Prelevata sotto casa proprio dal 67enne oggi condannato, credeva di essere accompagnata sul luogo di un colloquio di lavoro. Invece, la destinazione era un capannone isolato, trasformato per ore in un teatro di abusi. Segregata e terrorizzata, la donna è stata sottoposta a ripetuti stupri da parte dell’uomo e di due complici. A rendere ancora più agghiacciante il quadro investigativo è il dettaglio delle minacce: mentre uno degli aggressori consumava la violenza, gli altri, a turno, puntavano una pistola alla testa della vittima, intimandole il silenzio e paralizzandola con il terrore di un’esecuzione imminente.
Nonostante i tentativi degli aguzzini di comprare il suo silenzio e le pesanti minacce di morte, la donna non si è piegata e ha denunciato l’accaduto ai carabinieri. Dopo l’identificazione dei colpevoli, l’iter processuale si è concluso solo lo scorso 9 febbraio 2026, con la sentenza del Tribunale di Nocera Inferiore diventata irrevocabile. Il 67enne, originario di Pagani (SA) ora residente a Reggio, è stato riconosciuto colpevole e condannato a 7 anni di reclusione, oltre a pesanti pene accessorie che prevedono l’interdizione perpetua dai pubblici uffici, da incarichi in strutture frequentate da minori e la perdita del diritto agli alimenti e alla successione.

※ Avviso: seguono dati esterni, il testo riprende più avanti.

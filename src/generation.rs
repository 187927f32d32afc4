//! Contracts for the generative-language service and the request types passed to it
//!
//! The service itself (prompting, network calls) lives outside this crate.
//! Implementations of [`ContentGenerator`] and [`FlashcardSource`] are driven
//! chunk by chunk by the drivers in [`pipeline`].

pub mod error;
pub mod flashcard;
pub mod pipeline;

pub use error::{GenerationError, Result};
pub use flashcard::{
    Difficulty, DifficultyFilter, Flashcard, FlashcardDeck, FlashcardRecord, StatusFilter,
    parse_flashcards,
};
pub use pipeline::{DocumentFormatter, FlashcardBuilder, Progress};

use futures::future::BoxFuture;
use futures::stream::BoxStream;
use serde::{Deserialize, Serialize};

#[derive(Debug, Clone, Copy, PartialEq, Eq, Hash, Default, Serialize, Deserialize)]
#[serde(rename_all = "lowercase")]
pub enum OutputLanguage {
    #[default]
    Ar,
    En,
}

impl OutputLanguage {
    pub fn code(&self) -> &'static str {
        match self {
            Self::Ar => "ar",
            Self::En => "en",
        }
    }

    /// Text direction for the `dir` attribute
    pub fn dir(&self) -> &'static str {
        match self {
            Self::Ar => "rtl",
            Self::En => "ltr",
        }
    }

    /// Target language of a translation
    pub fn opposite(&self) -> Self {
        match self {
            Self::Ar => Self::En,
            Self::En => Self::Ar,
        }
    }
}

impl std::fmt::Display for OutputLanguage {
    fn fmt(&self, f: &mut std::fmt::Formatter<'_>) -> std::fmt::Result {
        write!(f, "{}", self.code())
    }
}

#[derive(Debug, Clone, Copy, PartialEq, Eq, Default, Serialize, Deserialize)]
#[serde(rename_all = "lowercase")]
pub enum ProcessingMode {
    #[default]
    Speed,
    Quality,
}

impl ProcessingMode {
    /// Thinking budget to request from the model; `None` leaves the service default
    pub fn thinking_budget(&self) -> Option<u32> {
        match self {
            Self::Speed => Some(0),
            Self::Quality => None,
        }
    }
}

#[derive(Debug, Clone, PartialEq, Serialize, Deserialize)]
#[serde(default)]
pub struct StyleOptions {
    pub font_family: String,
    pub line_height: f32,
    pub heading_color: String,
}

impl Default for StyleOptions {
    fn default() -> Self {
        Self {
            font_family: Self::DEFAULT_FONT.to_string(),
            line_height: 1.8,
            heading_color: "#0d6efd".to_string(),
        }
    }
}

impl StyleOptions {
    pub const DEFAULT_FONT: &'static str = "Tajawal";

    // (family, Google Fonts family with weights)
    pub const FONTS: [(&'static str, &'static str); 4] = [
        ("Tajawal", "Tajawal:wght@400;500;700"),
        ("Cairo", "Cairo:wght@400;500;700"),
        ("Noto Sans Arabic", "Noto Sans Arabic:wght@400;500;700"),
        ("Amiri", "Amiri:wght@400;700"),
    ];

    /// Google Fonts `family=` query value; unknown families fall back to the default font
    pub fn google_font_query(&self) -> String {
        let family = Self::FONTS
            .iter()
            .find(|(name, _)| *name == self.font_family)
            .or_else(|| Self::FONTS.iter().find(|(name, _)| *name == Self::DEFAULT_FONT))
            .map(|(_, weights)| *weights)
            .unwrap_or(Self::DEFAULT_FONT);
        family.split_whitespace().collect::<Vec<_>>().join("+")
    }
}

/// Parameters of one formatting request
#[derive(Debug, Clone, PartialEq, Serialize, Deserialize)]
#[serde(default)]
pub struct FormatRequest {
    pub background_color: String,
    pub text_color: String,
    pub output_language: OutputLanguage,
    pub mode: ProcessingMode,
    pub style: StyleOptions,
}

impl Default for FormatRequest {
    fn default() -> Self {
        Self {
            background_color: "#ffffff".to_string(),
            text_color: "#000000".to_string(),
            output_language: OutputLanguage::default(),
            mode: ProcessingMode::default(),
            style: StyleOptions::default(),
        }
    }
}

/// Streaming text generation.
///
/// Each call yields pieces of the output in order; appending them gives the
/// full result. An `Err` item aborts the call.
pub trait ContentGenerator: Send + Sync {
    /// Format plain text as a complete HTML document
    fn format_text<'a>(
        &'a self,
        text: &'a str,
        request: &'a FormatRequest,
    ) -> BoxStream<'a, Result<String>>;

    /// Translate the visible text of an HTML document, keeping its markup
    fn translate_html<'a>(
        &'a self,
        html: &'a str,
        target: OutputLanguage,
    ) -> BoxStream<'a, Result<String>>;

    /// Rewrite chemical formulas and exponents with Unicode sub/superscripts
    fn improve_text<'a>(&'a self, text: &'a str) -> BoxStream<'a, Result<String>>;
}

/// Question/answer extraction from plain text
pub trait FlashcardSource: Send + Sync {
    fn generate_flashcards<'a>(
        &'a self,
        text: &'a str,
    ) -> BoxFuture<'a, Result<Vec<FlashcardRecord>>>;
}

#[cfg(test)]
mod tests {
    use super::*;

    #[test]
    fn test_output_language() {
        assert_eq!(OutputLanguage::default(), OutputLanguage::Ar);
        assert_eq!(OutputLanguage::Ar.dir(), "rtl");
        assert_eq!(OutputLanguage::En.dir(), "ltr");
        assert_eq!(OutputLanguage::Ar.opposite(), OutputLanguage::En);
        assert_eq!(OutputLanguage::En.opposite().opposite(), OutputLanguage::En);
        assert_eq!(OutputLanguage::En.to_string(), "en");
        assert_eq!(
            serde_json::from_str::<OutputLanguage>("\"ar\"").unwrap(),
            OutputLanguage::Ar
        );
    }

    #[test]
    fn test_processing_mode() {
        assert_eq!(ProcessingMode::default(), ProcessingMode::Speed);
        assert_eq!(ProcessingMode::Speed.thinking_budget(), Some(0));
        assert_eq!(ProcessingMode::Quality.thinking_budget(), None);
    }

    #[test]
    fn test_format_request_defaults() {
        let request = FormatRequest::default();
        assert_eq!(request.background_color, "#ffffff");
        assert_eq!(request.text_color, "#000000");
        assert_eq!(request.output_language, OutputLanguage::Ar);
        assert_eq!(request.style.font_family, "Tajawal");
        assert_eq!(request.style.line_height, 1.8);
        assert_eq!(request.style.heading_color, "#0d6efd");

        let request: FormatRequest =
            serde_json::from_str(r#"{"output_language": "en", "mode": "quality"}"#).unwrap();
        assert_eq!(request.output_language, OutputLanguage::En);
        assert_eq!(request.mode, ProcessingMode::Quality);
        assert_eq!(request.background_color, "#ffffff");
    }

    #[test]
    fn test_google_font_query() {
        let style = StyleOptions {
            font_family: "Noto Sans Arabic".to_string(),
            ..Default::default()
        };
        assert_eq!(style.google_font_query(), "Noto+Sans+Arabic:wght@400;500;700");

        let style = StyleOptions {
            font_family: "Comic Sans".to_string(),
            ..Default::default()
        };
        assert_eq!(style.google_font_query(), "Tajawal:wght@400;500;700");
    }
}
use rand::rngs::SmallRng;
use rand::{Rng, SeedableRng};
use web_time::{SystemTime, UNIX_EPOCH};

use crate::ai::MoveSelector;
use crate::board::Board;
use crate::config::Difficulty;
use crate::types::{Position, Side};

/// Always plays the first legal move in row-major order.
#[derive(Debug, Default, Clone, Copy)]
pub struct FirstLegalMoveSelector;

impl MoveSelector for FirstLegalMoveSelector {
    fn select_move(&mut self, _board: &Board, _side: Side, moves: &[Position]) -> Option<Position> {
        moves.first().copied()
    }
}

/// One-ply greedy computer player with three strength tiers.
#[derive(Debug, Clone)]
pub struct HeuristicSelector {
    difficulty: Difficulty,
    rng: SmallRng,
}

impl HeuristicSelector {
    pub fn new(difficulty: Difficulty, seed: u64) -> Self {
        Self {
            difficulty,
            rng: SmallRng::seed_from_u64(seed),
        }
    }

    /// Seeds from the wall clock; `web-time` keeps this working under wasm32.
    pub fn from_clock(difficulty: Difficulty) -> Self {
        Self::new(difficulty, clock_seed())
    }

    pub fn difficulty(&self) -> Difficulty {
        self.difficulty
    }
}

impl MoveSelector for HeuristicSelector {
    fn select_move(&mut self, board: &Board, side: Side, moves: &[Position]) -> Option<Position> {
        match self.difficulty {
            Difficulty::Easy => select_random(moves, &mut self.rng),
            Difficulty::Normal => select_normal(board, side, moves, &mut self.rng),
            Difficulty::Hard => select_hard(board, side, moves, &mut self.rng),
        }
    }

    fn set_difficulty(&mut self, difficulty: Difficulty) {
        self.difficulty = difficulty;
    }
}

/// Corner (uniform random) > edge with most flips > any move with most flips.
/// Flip-count ties keep the first move in `moves` order.
pub fn select_hard<R: Rng>(
    board: &Board,
    side: Side,
    moves: &[Position],
    rng: &mut R,
) -> Option<Position> {
    if let Some(corner) = random_corner(moves, rng) {
        return Some(corner);
    }

    let edges: Vec<Position> = moves.iter().copied().filter(|mv| mv.is_edge()).collect();
    max_flips_first_wins(board, side, &edges).or_else(|| max_flips_first_wins(board, side, moves))
}

/// Corner (uniform random) > edge (uniform random) > any move with most flips.
pub fn select_normal<R: Rng>(
    board: &Board,
    side: Side,
    moves: &[Position],
    rng: &mut R,
) -> Option<Position> {
    if let Some(corner) = random_corner(moves, rng) {
        return Some(corner);
    }

    let edges: Vec<Position> = moves.iter().copied().filter(|mv| mv.is_edge()).collect();
    select_random(&edges, rng).or_else(|| max_flips_first_wins(board, side, moves))
}

pub fn select_random<R: Rng>(moves: &[Position], rng: &mut R) -> Option<Position> {
    if moves.is_empty() {
        return None;
    }
    Some(moves[rng.gen_range(0..moves.len())])
}

/// Move with the strictly greatest flip count; the earliest one wins ties.
pub fn max_flips_first_wins(board: &Board, side: Side, moves: &[Position]) -> Option<Position> {
    let mut best: Option<(Position, u8)> = None;
    for &mv in moves {
        let flips = board.count_flips(mv, side);
        if best.is_none_or(|(_, best_flips)| flips > best_flips) {
            best = Some((mv, flips));
        }
    }
    best.map(|(mv, _)| mv)
}

fn random_corner<R: Rng>(moves: &[Position], rng: &mut R) -> Option<Position> {
    let corners: Vec<Position> = moves.iter().copied().filter(|mv| mv.is_corner()).collect();
    select_random(&corners, rng)
}

fn clock_seed() -> u64 {
    SystemTime::now()
        .duration_since(UNIX_EPOCH)
        .map(|elapsed| elapsed.as_nanos() as u64)
        .unwrap_or_default()
}
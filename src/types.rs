use serde::Serialize;

/// One of the two players, distinguished by disc color.
#[derive(Debug, Clone, Copy, PartialEq, Eq, Hash, Serialize)]
#[serde(rename_all = "lowercase")]
pub enum Side {
    Black,
    White,
}

impl Side {
    pub fn opponent(self) -> Self {
        match self {
            Side::Black => Side::White,
            Side::White => Side::Black,
        }
    }
}

/// Contents of one board square.
#[derive(Debug, Clone, Copy, PartialEq, Eq, Default)]
pub enum Cell {
    #[default]
    Empty,
    Black,
    White,
}

impl Cell {
    /// Wire code used in `GameState::board`: 0=empty, 1=black, 2=white.
    pub fn code(self) -> u8 {
        match self {
            Cell::Empty => 0,
            Cell::Black => 1,
            Cell::White => 2,
        }
    }
}

impl From<Side> for Cell {
    fn from(side: Side) -> Self {
        match side {
            Side::Black => Cell::Black,
            Side::White => Cell::White,
        }
    }
}

/// A board coordinate, 0-indexed. Also used as the move type.
#[derive(Debug, Clone, Copy, PartialEq, Eq, Hash, Serialize)]
pub struct Position {
    pub row: u8,
    pub col: u8,
}

impl Position {
    pub const fn new(row: u8, col: u8) -> Self {
        Self { row, col }
    }

    pub fn is_corner(self) -> bool {
        (self.row == 0 || self.row == 7) && (self.col == 0 || self.col == 7)
    }

    pub fn is_edge(self) -> bool {
        self.row == 0 || self.row == 7 || self.col == 0 || self.col == 7
    }
}

/// Occupied-cell count per side.
#[derive(Debug, Clone, Copy, PartialEq, Eq, Default, Serialize)]
pub struct Score {
    pub black: u8,
    pub white: u8,
}

impl Score {
    pub fn total(&self) -> u8 {
        self.black + self.white
    }
}

/// Turn state of the controller.
#[derive(Debug, Clone, Copy, PartialEq, Eq, Serialize)]
#[serde(rename_all = "camelCase")]
pub enum Phase {
    WhiteTurn,
    BlackTurn,
    Finished,
}

impl Phase {
    pub fn side_to_move(self) -> Option<Side> {
        match self {
            Phase::WhiteTurn => Some(Side::White),
            Phase::BlackTurn => Some(Side::Black),
            Phase::Finished => None,
        }
    }

    pub(crate) fn of(side: Side) -> Self {
        match side {
            Side::White => Phase::WhiteTurn,
            Side::Black => Phase::BlackTurn,
        }
    }
}

#[derive(Debug, Clone, Copy, PartialEq, Eq, Serialize)]
#[serde(rename_all = "lowercase")]
pub enum Winner {
    Black,
    White,
    Draw,
}

/// Final result after game over.
#[derive(Debug, Clone, Copy, PartialEq, Eq, Serialize)]
#[serde(rename_all = "camelCase")]
pub struct GameResult {
    pub winner: Winner,
    pub black_count: u8,
    pub white_count: u8,
}

impl GameResult {
    pub fn from_score(score: Score) -> Self {
        let winner = if score.black > score.white {
            Winner::Black
        } else if score.white > score.black {
            Winner::White
        } else {
            Winner::Draw
        };
        Self {
            winner,
            black_count: score.black,
            white_count: score.white,
        }
    }
}

/// Public game state handed to the presentation layer.
#[derive(Debug, Clone, PartialEq, Eq, Serialize)]
#[serde(rename_all = "camelCase")]
pub struct GameState {
    /// Row-major cell codes, see [`Cell::code`].
    pub board: Vec<u8>,
    pub phase: Phase,
    pub current_player: Option<Side>,
    pub black_count: u8,
    pub white_count: u8,
    pub consecutive_passes: u8,
    pub is_game_over: bool,
    /// Contract:
    /// - `true` when the side to move got the turn because the other side passed.
    /// - `false` when the previous action was a normal move.
    pub is_pass: bool,
    /// Square of the most recently placed disc, `None` before the first move.
    pub last_move: Option<Position>,
    /// Contract:
    /// - Discs flipped by `last_move`, nearest first per direction.
    /// - Empty before the first move.
    pub flipped: Vec<Position>,
    /// CRC32 of `board`, for cheap redraw checks.
    pub board_fingerprint: u32,
}
impl GameController {
    pub fn new(selector: Box<dyn MoveSelector>) -> Self {
        Self::from_board(Board::new(), HUMAN_SIDE, selector)
    }

    pub fn with_config(config: GameConfig) -> Self {
        let selector = match config.seed {
            Some(seed) => HeuristicSelector::new(config.difficulty, seed),
            None => HeuristicSelector::from_clock(config.difficulty),
        };
        Self::new(Box::new(selector))
    }

    pub fn new_with_default_selector() -> Self {
        Self::new(Box::new(FirstLegalMoveSelector))
    }

    /// Starts from an arbitrary position with `to_move` acting next.
    ///
    /// A human turn without legal moves is passed immediately, and a position
    /// where neither side can move is finished immediately.
    pub fn from_board(board: Board, to_move: Side, selector: Box<dyn MoveSelector>) -> Self {
        let mut game = Self {
            board,
            phase: Phase::of(to_move),
            consecutive_passes: 0,
            is_pass: false,
            last_move: None,
            flipped: Vec::new(),
            selector,
        };
        game.settle();
        game
    }

    /// Starts a new game from the initial position, keeping the selector.
    pub fn reset(&mut self) {
        self.board = Board::new();
        self.phase = Phase::WhiteTurn;
        self.consecutive_passes = 0;
        self.is_pass = false;
        self.last_move = None;
        self.flipped.clear();
        debug!("new game");
    }

    pub fn board(&self) -> &Board {
        &self.board
    }

    pub fn phase(&self) -> Phase {
        self.phase
    }

    pub fn consecutive_passes(&self) -> u8 {
        self.consecutive_passes
    }

    pub fn is_game_over(&self) -> bool {
        self.phase == Phase::Finished
    }

    pub fn is_computer_turn(&self) -> bool {
        self.phase == Phase::of(COMPUTER_SIDE)
    }

    /// Clickable squares for the human; empty outside the human's turn.
    pub fn legal_moves(&self) -> Vec<Position> {
        if self.phase == Phase::of(HUMAN_SIDE) {
            self.board.legal_moves(HUMAN_SIDE)
        } else {
            Vec::new()
        }
    }

    /// First legal human move in row-major order.
    pub fn hint(&self) -> Option<Position> {
        self.legal_moves().first().copied()
    }

    /// Plays a human move. Returns `false`, with no state change, when the
    /// move is rejected.
    pub fn submit_move(&mut self, row: u8, col: u8) -> bool {
        match self.place(row, col) {
            Ok(()) => true,
            Err(err) => {
                debug!(row, col, %err, "move rejected");
                false
            }
        }
    }

    pub fn place(&mut self, row: u8, col: u8) -> Result<(), MoveError> {
        if self.is_game_over() {
            return Err(MoveError::GameOver);
        }
        if self.phase != Phase::of(HUMAN_SIDE) {
            return Err(MoveError::NotYourTurn(HUMAN_SIDE));
        }

        let pos = to_position(row, col)?;
        if !self.board.is_legal_move(pos, HUMAN_SIDE) {
            return Err(MoveError::IllegalMove { row, col });
        }

        self.apply_move(pos, HUMAN_SIDE);
        Ok(())
    }

    /// Runs the computer's turn: a move, a pass, or the end of the game.
    pub fn play_computer_turn(&mut self) -> Result<TurnOutcome, MoveError> {
        if self.is_game_over() {
            return Err(MoveError::GameOver);
        }
        if !self.is_computer_turn() {
            return Err(MoveError::NotYourTurn(COMPUTER_SIDE));
        }

        let moves = self.board.legal_moves(COMPUTER_SIDE);
        if moves.is_empty() {
            if !self.board.has_legal_move(HUMAN_SIDE) {
                self.finish();
                return Ok(TurnOutcome::Finished);
            }
            self.pass(COMPUTER_SIDE);
            return Ok(TurnOutcome::Passed);
        }

        let selected = self
            .selector
            .select_move(&self.board, COMPUTER_SIDE, &moves)
            .ok_or(MoveError::SelectorFailed)?;
        if !moves.contains(&selected) {
            return Err(MoveError::IllegalMove {
                row: selected.row,
                col: selected.col,
            });
        }

        self.apply_move(selected, COMPUTER_SIDE);
        Ok(TurnOutcome::Moved(selected))
    }

    /// Changes computer strength. Only allowed on the human's turn.
    pub fn set_difficulty(&mut self, difficulty: Difficulty) -> bool {
        if self.phase != Phase::of(HUMAN_SIDE) {
            return false;
        }
        self.selector.set_difficulty(difficulty);
        true
    }

    pub fn score(&self) -> Score {
        self.board.score()
    }

    /// Final result, once the game is over.
    pub fn result(&self) -> Option<GameResult> {
        self.is_game_over()
            .then(|| GameResult::from_score(self.board.score()))
    }

    pub fn to_game_state(&self) -> GameState {
        let board = self.board.to_array();
        let score = self.board.score();
        GameState {
            board: board.to_vec(),
            phase: self.phase,
            current_player: self.phase.side_to_move(),
            black_count: score.black,
            white_count: score.white,
            consecutive_passes: self.consecutive_passes,
            is_game_over: self.is_game_over(),
            is_pass: self.is_pass,
            last_move: self.last_move,
            flipped: self.flipped.clone(),
            board_fingerprint: crc32fast::hash(&board),
        }
    }

    fn apply_move(&mut self, pos: Position, side: Side) {
        self.flipped = self.board.apply_move(pos, side);
        self.last_move = Some(pos);
        self.is_pass = false;
        self.consecutive_passes = 0;
        self.phase = Phase::of(side.opponent());
        debug!(?side, row = pos.row, col = pos.col, flips = self.flipped.len(), "move applied");

        self.settle();
    }

    /// Resolves turns that need no input: a human with no legal move passes,
    /// and a position where neither side can move ends the game.
    fn settle(&mut self) {
        let Some(side) = self.phase.side_to_move() else {
            return;
        };

        if self.board.has_legal_move(side) {
            return;
        }
        if !self.board.has_legal_move(side.opponent()) {
            self.finish();
        } else if side == HUMAN_SIDE {
            self.pass(side);
        }
    }

    fn pass(&mut self, side: Side) {
        self.consecutive_passes += 1;
        self.is_pass = true;
        self.phase = Phase::of(side.opponent());
        debug!(?side, passes = self.consecutive_passes, "pass");
    }

    fn finish(&mut self) {
        self.consecutive_passes = 2;
        self.phase = Phase::Finished;
        let score = self.board.score();
        info!(black = score.black, white = score.white, "game finished");
    }
}

fn to_position(row: u8, col: u8) -> Result<Position, MoveError> {
    if row as usize >= BOARD_SIZE || col as usize >= BOARD_SIZE {
        return Err(MoveError::OutOfRange { row, col });
    }
    Ok(Position::new(row, col))
}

Il provvedimento restrittivo è stato eseguito il 7 marzo scorso dai militari della Stazione Santa Croce, che hanno rintracciato il 67enne nella sua abitazione a Reggio. Dopo le formalità di rito, l’uomo è stato tradotto in carcere. Detratti i pochi giorni di custodia cautelare scontati nel 2011, dovrà ora espiare una pena residua di 6 anni, 11 mesi e 16 giorni.